## [TASK DESCRIPTION]
Which lines of the entries below run from the one holding "assert_eq!(out.last_used, Some(now()));" to the one holding "r.needs_review = true;", inclusive? Set down exactly those lines and no others.

## [INPUT MATERIAL]

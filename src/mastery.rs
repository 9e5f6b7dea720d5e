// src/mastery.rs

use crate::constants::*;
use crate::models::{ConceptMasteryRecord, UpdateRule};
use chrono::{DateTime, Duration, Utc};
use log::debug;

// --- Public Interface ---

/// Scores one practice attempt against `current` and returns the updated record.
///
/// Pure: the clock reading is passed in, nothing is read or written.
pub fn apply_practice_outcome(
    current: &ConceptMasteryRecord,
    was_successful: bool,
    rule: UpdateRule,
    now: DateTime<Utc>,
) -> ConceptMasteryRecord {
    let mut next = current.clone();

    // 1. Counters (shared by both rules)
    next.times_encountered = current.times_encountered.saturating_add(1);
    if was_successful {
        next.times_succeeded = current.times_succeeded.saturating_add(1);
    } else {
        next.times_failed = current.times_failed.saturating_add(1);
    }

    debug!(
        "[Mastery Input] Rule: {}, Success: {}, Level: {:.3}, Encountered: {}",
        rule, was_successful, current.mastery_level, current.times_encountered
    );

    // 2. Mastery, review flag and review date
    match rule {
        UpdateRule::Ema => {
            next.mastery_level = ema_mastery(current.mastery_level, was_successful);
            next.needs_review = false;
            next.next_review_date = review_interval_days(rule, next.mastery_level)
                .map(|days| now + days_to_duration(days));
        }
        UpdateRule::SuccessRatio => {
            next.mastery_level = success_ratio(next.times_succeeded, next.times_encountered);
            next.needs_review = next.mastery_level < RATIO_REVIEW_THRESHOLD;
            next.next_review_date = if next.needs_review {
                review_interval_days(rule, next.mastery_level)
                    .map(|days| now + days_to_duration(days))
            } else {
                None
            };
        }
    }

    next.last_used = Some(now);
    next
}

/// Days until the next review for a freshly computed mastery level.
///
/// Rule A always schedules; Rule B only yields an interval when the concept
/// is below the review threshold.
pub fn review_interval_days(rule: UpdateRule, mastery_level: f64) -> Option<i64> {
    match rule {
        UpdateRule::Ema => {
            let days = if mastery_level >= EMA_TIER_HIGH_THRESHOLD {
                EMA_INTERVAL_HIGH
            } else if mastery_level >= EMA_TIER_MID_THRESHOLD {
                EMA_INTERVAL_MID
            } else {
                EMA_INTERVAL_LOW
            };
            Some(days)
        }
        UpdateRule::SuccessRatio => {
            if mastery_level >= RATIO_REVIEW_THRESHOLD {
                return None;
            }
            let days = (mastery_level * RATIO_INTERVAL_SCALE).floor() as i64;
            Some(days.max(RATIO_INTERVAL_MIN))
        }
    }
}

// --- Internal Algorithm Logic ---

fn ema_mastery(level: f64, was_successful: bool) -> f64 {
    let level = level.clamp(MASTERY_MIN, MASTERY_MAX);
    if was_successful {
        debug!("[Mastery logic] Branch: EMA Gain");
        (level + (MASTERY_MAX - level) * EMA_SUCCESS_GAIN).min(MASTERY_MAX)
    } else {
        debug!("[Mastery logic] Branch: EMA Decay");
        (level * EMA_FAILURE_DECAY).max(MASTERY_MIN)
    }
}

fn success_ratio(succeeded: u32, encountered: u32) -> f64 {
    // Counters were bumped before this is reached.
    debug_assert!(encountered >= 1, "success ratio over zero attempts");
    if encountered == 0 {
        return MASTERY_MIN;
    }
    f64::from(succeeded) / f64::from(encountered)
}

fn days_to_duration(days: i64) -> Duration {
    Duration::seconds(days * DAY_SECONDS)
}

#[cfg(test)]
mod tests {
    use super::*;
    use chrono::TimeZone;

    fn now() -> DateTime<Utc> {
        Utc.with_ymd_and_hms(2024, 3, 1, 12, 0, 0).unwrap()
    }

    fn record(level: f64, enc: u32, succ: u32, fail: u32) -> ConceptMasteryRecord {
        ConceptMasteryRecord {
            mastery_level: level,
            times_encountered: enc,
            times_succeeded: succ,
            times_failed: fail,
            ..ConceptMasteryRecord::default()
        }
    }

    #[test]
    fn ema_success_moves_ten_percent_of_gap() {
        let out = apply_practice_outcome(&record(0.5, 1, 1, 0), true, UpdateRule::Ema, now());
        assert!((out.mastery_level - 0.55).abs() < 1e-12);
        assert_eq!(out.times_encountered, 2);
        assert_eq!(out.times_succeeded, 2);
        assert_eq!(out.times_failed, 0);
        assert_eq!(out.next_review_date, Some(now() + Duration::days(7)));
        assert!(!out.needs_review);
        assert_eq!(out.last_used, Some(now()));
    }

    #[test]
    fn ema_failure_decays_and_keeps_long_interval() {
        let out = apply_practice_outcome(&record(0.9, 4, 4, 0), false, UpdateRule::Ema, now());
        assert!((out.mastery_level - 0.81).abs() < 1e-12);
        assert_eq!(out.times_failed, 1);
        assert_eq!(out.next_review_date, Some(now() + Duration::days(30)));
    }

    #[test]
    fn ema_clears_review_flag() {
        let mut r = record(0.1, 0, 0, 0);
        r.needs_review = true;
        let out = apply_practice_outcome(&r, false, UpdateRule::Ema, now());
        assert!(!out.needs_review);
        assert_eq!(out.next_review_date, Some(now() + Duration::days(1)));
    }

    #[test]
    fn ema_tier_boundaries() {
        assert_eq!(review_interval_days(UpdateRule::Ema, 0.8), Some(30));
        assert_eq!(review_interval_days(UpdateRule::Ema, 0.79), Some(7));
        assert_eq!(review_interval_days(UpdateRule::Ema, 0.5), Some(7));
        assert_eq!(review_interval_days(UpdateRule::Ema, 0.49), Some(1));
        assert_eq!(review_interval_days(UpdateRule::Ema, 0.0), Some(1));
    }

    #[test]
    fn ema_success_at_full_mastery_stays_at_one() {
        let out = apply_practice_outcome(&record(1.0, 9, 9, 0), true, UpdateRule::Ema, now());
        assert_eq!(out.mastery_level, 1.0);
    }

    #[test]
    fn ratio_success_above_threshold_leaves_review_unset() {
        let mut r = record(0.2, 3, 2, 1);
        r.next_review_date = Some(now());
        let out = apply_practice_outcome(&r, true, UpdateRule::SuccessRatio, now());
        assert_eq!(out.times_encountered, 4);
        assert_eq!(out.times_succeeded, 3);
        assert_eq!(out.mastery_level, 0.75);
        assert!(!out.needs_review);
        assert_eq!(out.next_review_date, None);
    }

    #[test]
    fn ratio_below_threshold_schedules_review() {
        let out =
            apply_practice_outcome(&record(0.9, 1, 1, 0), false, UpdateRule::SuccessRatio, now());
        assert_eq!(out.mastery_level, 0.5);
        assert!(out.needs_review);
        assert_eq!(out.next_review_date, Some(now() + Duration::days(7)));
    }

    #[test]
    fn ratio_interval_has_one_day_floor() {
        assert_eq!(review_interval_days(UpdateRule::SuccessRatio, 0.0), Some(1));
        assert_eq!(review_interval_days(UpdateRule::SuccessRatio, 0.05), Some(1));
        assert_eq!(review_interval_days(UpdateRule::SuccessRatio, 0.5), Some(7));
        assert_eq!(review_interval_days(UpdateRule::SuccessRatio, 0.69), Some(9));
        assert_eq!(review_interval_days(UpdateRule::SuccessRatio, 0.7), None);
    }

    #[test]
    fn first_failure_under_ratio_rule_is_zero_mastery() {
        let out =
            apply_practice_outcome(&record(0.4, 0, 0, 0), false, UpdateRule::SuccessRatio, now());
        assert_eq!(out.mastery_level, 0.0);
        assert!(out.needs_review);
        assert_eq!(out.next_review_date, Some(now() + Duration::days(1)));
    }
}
--
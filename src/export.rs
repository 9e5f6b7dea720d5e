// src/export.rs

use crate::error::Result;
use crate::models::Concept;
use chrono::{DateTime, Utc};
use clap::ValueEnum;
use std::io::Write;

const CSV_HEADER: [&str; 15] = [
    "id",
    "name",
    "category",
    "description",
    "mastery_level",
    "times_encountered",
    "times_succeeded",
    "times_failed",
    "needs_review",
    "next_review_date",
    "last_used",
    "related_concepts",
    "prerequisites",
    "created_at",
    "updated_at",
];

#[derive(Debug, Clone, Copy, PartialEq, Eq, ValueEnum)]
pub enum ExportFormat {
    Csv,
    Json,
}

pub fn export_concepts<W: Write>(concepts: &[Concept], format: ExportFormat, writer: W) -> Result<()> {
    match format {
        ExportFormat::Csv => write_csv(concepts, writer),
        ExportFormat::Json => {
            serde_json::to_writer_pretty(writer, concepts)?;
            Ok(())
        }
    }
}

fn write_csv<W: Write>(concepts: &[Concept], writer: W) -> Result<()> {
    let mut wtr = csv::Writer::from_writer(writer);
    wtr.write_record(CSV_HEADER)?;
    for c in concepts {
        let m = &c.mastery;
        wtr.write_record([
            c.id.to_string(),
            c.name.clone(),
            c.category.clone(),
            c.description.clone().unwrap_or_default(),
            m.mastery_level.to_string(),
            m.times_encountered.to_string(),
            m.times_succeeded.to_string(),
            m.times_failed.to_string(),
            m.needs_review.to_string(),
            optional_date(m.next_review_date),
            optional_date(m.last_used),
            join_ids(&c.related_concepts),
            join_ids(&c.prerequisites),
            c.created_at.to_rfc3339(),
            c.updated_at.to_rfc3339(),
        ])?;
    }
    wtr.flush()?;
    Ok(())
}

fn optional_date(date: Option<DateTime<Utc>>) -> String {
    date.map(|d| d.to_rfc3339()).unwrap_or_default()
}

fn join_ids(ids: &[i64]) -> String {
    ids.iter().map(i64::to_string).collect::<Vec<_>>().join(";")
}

## [EXERCISE RESULT]
        assert_eq!(out.last_used, Some(now()));
    }

    #[test]
    fn ema_failure_decays_and_keeps_long_interval() {
        let out = apply_practice_outcome(&record(0.9, 4, 4, 0), false, UpdateRule::Ema, now());
        assert!((out.mastery_level - 0.81).abs() < 1e-12);
        assert_eq!(out.times_failed, 1);
        assert_eq!(out.next_review_date, Some(now() + Duration::days(30)));
    }

    #[test]
    fn ema_clears_review_flag() {
        let mut r = record(0.1, 0, 0, 0);
        r.needs_review = true;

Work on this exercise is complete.